UK set on resolving standoff with big pharma, science minister says | Pharmaceuticals industry

The United Kingdom is determined to resolve its deadlock with the pharmaceutical industry and to reverse a 10-year drop in NHS medication expenses, the Minister of Sciences said after a series of drug manufacturers have canceled projects worth 2 billion Sterling pounds.
Patrick Vallance, a former manager of the GSK medication manufacturer, said the country had to increase medication spending and reverse a decade of drop in investments.
“We are determined to solve this problem,” Lord Vallance told the Communes Committee. “It’s not something [where] We are seated by saying that we look at the decline in industry. This is what has happened in the past 10 years. We must not do this. We have to act. It’s now a pivotal moment … to try to do things well. »»
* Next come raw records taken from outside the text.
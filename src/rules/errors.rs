use thiserror::Error;

use crate::expression::ExpressionError;
use crate::generator::GeneratorError;
use crate::parser::ParserError;
use crate::query_model::QueryModelError;

#[derive(Debug, Clone, Error, PartialEq)]
pub enum RuleError {
    #[error(transparent)]
    Parser(#[from] ParserError),

    #[error(transparent)]
    Generator(#[from] GeneratorError),

    #[error(transparent)]
    Expression(#[from] ExpressionError),

    #[error(transparent)]
    QueryModel(#[from] QueryModelError),
}
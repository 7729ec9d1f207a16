//! Graph shorthand: `Table(field, group@, $func:alias field?condition^order) -> Table(...)`.
//!
//! Inside the parentheses each separator decides how the text after it is
//! read: `(` and `,` start a field, `?` a condition, `^` an ORDER BY field.
//! An arrow between two tables links them once the right table is closed:
//! `A -> B` makes A the child (foreign field = A's last field) and
//! `A <- B` makes B the child (foreign field = B's first field). The parent
//! key is a field marked with `*`, a key already known, or the parent's
//! first (`->`) or last (`<-`) field.

use crate::expression::{format_field, qualify_condition, Function};
use crate::query_model::{ClauseKind, Query, Session, SortType};

use super::lexer::{self, Token, TokenKind};
use super::{ParserError, QueryParser};

#[derive(Debug, Clone, Copy, PartialEq, Eq)]
enum Mode {
    Field,
    Where,
    Order,
}

#[derive(Debug, Clone, Copy, PartialEq, Eq)]
enum Arrow {
    /// `A <- B`
    Left,
    /// `A -> B`
    Right,
}

#[derive(Debug, Clone, Copy, PartialEq, Eq)]
enum End {
    First,
    Last,
}

#[derive(Default)]
struct State {
    queries: Vec<Query>,
    /// Fields marked with `*`, per query
    keys: Vec<Option<String>>,
    arrow: Option<Arrow>,
}

pub struct ShorthandParser<'s> {
    session: &'s Session,
}

impl<'s> ShorthandParser<'s> {
    pub fn new(session: &'s Session) -> Self {
        Self { session }
    }

    /// Walk one `( ... )` body; `tokens` starts at `(` and ends at `)`.
    fn read_body(&self, text: &str, tokens: &[Token<'_>], state: &mut State) -> Result<(), ParserError> {
        let mut depth = 0;
        let mut mode = Mode::Field;
        let mut start = tokens[0].end();
        for token in &tokens[1..] {
            if token.is_open() {
                depth += 1;
                continue;
            }
            if token.is_close() {
                if depth > 0 {
                    depth -= 1;
                    continue;
                }
                self.segment(mode, &text[start..token.start], state)?;
                break;
            }
            if depth > 0 {
                continue;
            }
            let next = if token.is(",") {
                Mode::Field
            } else if token.is("?") {
                Mode::Where
            } else if token.is("^") {
                Mode::Order
            } else {
                continue;
            };
            self.segment(mode, &text[start..token.start], state)?;
            mode = next;
            start = token.end();
        }
        Ok(())
    }

    fn segment(&self, mode: Mode, raw: &str, state: &mut State) -> Result<(), ParserError> {
        let text = raw.trim();
        if text.is_empty() {
            return Ok(());
        }
        let index = state.queries.len() - 1;
        match mode {
            Mode::Field => self.add_field(text, index, state),
            Mode::Where => {
                // `alias.field ...` may target an earlier table
                let target = text.split_once('.').and_then(|(alias, _)| {
                    state
                        .queries
                        .iter()
                        .position(|query| query.alias().eq_ignore_ascii_case(alias.trim()))
                });
                match target {
                    Some(target) => state.queries[target].push(ClauseKind::Where, text),
                    None => {
                        let condition = qualify_condition(text, &state.queries[index]);
                        state.queries[index].push(ClauseKind::Where, condition);
                    }
                }
                Ok(())
            }
            Mode::Order => {
                let (field, sort) = SortType::split_fragment(text);
                let query = &mut state.queries[index];
                let formatted = format_field(field, query);
                query.insert(ClauseKind::Select, formatted.clone());
                query.push(ClauseKind::OrderBy, format!("{}{}", formatted, sort.suffix()));
                Ok(())
            }
        }
    }

    fn add_field(&self, text: &str, index: usize, state: &mut State) -> Result<(), ParserError> {
        let query = &mut state.queries[index];
        if let Some(spec) = text.strip_prefix('$') {
            let spec = spec.replace(" :", ":").replace(": ", ":");
            let (head, field) = match spec.split_once(char::is_whitespace) {
                Some((head, field)) => (head, field.trim()),
                None => (spec.as_str(), ""),
            };
            let (function, alias) = head
                .split_once(':')
                .ok_or_else(|| ParserError::UnknownSyntax(text.to_string()))?;
            let modifier = Function::from_name(function)?.named(alias);
            let name = if field.is_empty() { "*" } else { field };
            query.apply(name, &modifier, self.session)?;
        } else if let Some(field) = text.strip_suffix('@') {
            query.add_fields(&[field.trim()], false, true, self.session)?;
        } else if text == "*" {
            // every field
        } else if text.starts_with('*') || text.ends_with('*') {
            state.keys[index] = Some(text.trim_matches('*').trim().to_string());
        } else {
            query.add_fields(&[text], false, false, self.session)?;
        }
        Ok(())
    }

    /// Register the foreign key between the last two tables.
    fn link(&self, arrow: Arrow, state: &mut State) -> Result<(), ParserError> {
        let count = state.queries.len();
        if count < 2 {
            return Err(ParserError::UnknownSyntax(
                "arrow without a table on its left".to_string(),
            ));
        }
        let (left, right) = (count - 2, count - 1);
        let (child, parent, foreign_end, key_end) = match arrow {
            Arrow::Right => (left, right, End::Last, End::First),
            Arrow::Left => (right, left, End::First, End::Last),
        };

        let foreign = take_select(&mut state.queries[child], foreign_end)
            .ok_or_else(|| ParserError::MissingKeyContext(state.queries[child].table_name().to_string()))?;
        let known_key = state.keys[parent]
            .clone()
            .or_else(|| state.queries[parent].key_field().map(str::to_string));
        let key = match known_key {
            Some(key) => key,
            None => take_select(&mut state.queries[parent], key_end).ok_or_else(|| {
                ParserError::MissingKeyContext(state.queries[parent].table_name().to_string())
            })?,
        };

        self.session.register_foreign_key(
            state.queries[child].table_name(),
            state.queries[parent].table_name(),
            &foreign,
            Some(&key),
        );
        state.queries[parent].set_key_field(&key);
        Ok(())
    }
}

/// Remove the first or last SELECT field and return its bare name.
fn take_select(query: &mut Query, end: End) -> Option<String> {
    let select = query.values_mut(ClauseKind::Select);
    let field = match end {
        End::First if !select.is_empty() => select.remove(0),
        End::Last => select.pop()?,
        End::First => return None,
    };
    let name = field.rsplit('.').next().unwrap_or(&field).trim().to_string();
    Some(name)
}

impl QueryParser for ShorthandParser<'_> {
    fn evaluate(&self, text: &str, tokens: &[Token<'_>]) -> Result<Vec<Query>, ParserError> {
        let mut state = State::default();
        let mut i = 0;
        while i < tokens.len() {
            let token = tokens[i];
            if token.is("<-") || token.is("->") {
                state.arrow = Some(if token.is("<-") { Arrow::Left } else { Arrow::Right });
                i += 1;
                continue;
            }
            if token.kind != TokenKind::Word {
                return Err(ParserError::UnexpectedToken {
                    token: token.text.to_string(),
                    offset: token.start,
                });
            }

            let mut name = token.text.to_string();
            let mut open = i + 1;
            if let Some(alias) = tokens.get(open).filter(|t| t.kind == TokenKind::Word) {
                name = format!("{} {}", name, alias.text);
                open += 1;
            }
            if !tokens.get(open).is_some_and(|t| t.is("(")) {
                let offset = tokens.get(open).map_or(text.len(), |t| t.start);
                return Err(ParserError::UnexpectedToken {
                    token: tokens.get(open).map_or(String::new(), |t| t.text.to_string()),
                    offset,
                });
            }
            let close = lexer::matching_close(tokens, open)?;

            state.queries.push(Query::new(&name, self.session));
            state.keys.push(None);
            self.read_body(text, &tokens[open..=close], &mut state)?;
            if let Some(key) = state.keys.last().cloned().flatten() {
                if let Some(query) = state.queries.last_mut() {
                    query.set_key_field(&key);
                }
            }
            if let Some(arrow) = state.arrow.take() {
                self.link(arrow, &mut state)?;
            }
            i = close + 1;
        }
        log::debug!("shorthand: {} queries", state.queries.len());
        Ok(state.queries)
    }
}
The deputies called an emergency session in response to last week’s decision by the American drug manufacturer Merck, known as MSD in Europe, to remove his plans for a London research center of 1 billion pounds Sterling and dismiss 125 scientists in part based in the Francis Crick Institute of the Capital. MSD blamed “the challenges of the United Kingdom not to make significant progress towards the lack of investment in the life sciences industry”.
Astrazeneca announced on Friday that he put a new 200 million pounds Sterling laboratory in Cambridge. He abandoned an investment of 450 million pounds Sterling in his vaccination site Speke in January after months of negotiations, citing a reduction in government support.
Vallance, which has become a familiar name as chief scientific advisor during the Covid pandemic, told deputies on Tuesday that NHS medication expenses had been down in proportion to total health care expenses since 2015, but said that the figure would increase compared to the current 9%.
“The reason we have to reverse this direction is not only the price,” he said. “This is to say that we must make sure that we obtain rapid absorption of the best new drugs and that we have fair access across the United Kingdom.”
He said that the British medication regulator, the regulatory agency for medicines and health products and the National Institute for Health and Care Excellence, which decides which drugs will be available on the NHS, should be linked.
Dr. Zubir Ahmed, the new under-secretary of health and an Scottish surgeon, said that the United Kingdom was to change its price models in recognition of new advanced treatments, which are more expensive.
“We have to examine the drugs in a different light … and calculate the economic and clinical advantages on this basis,” he said.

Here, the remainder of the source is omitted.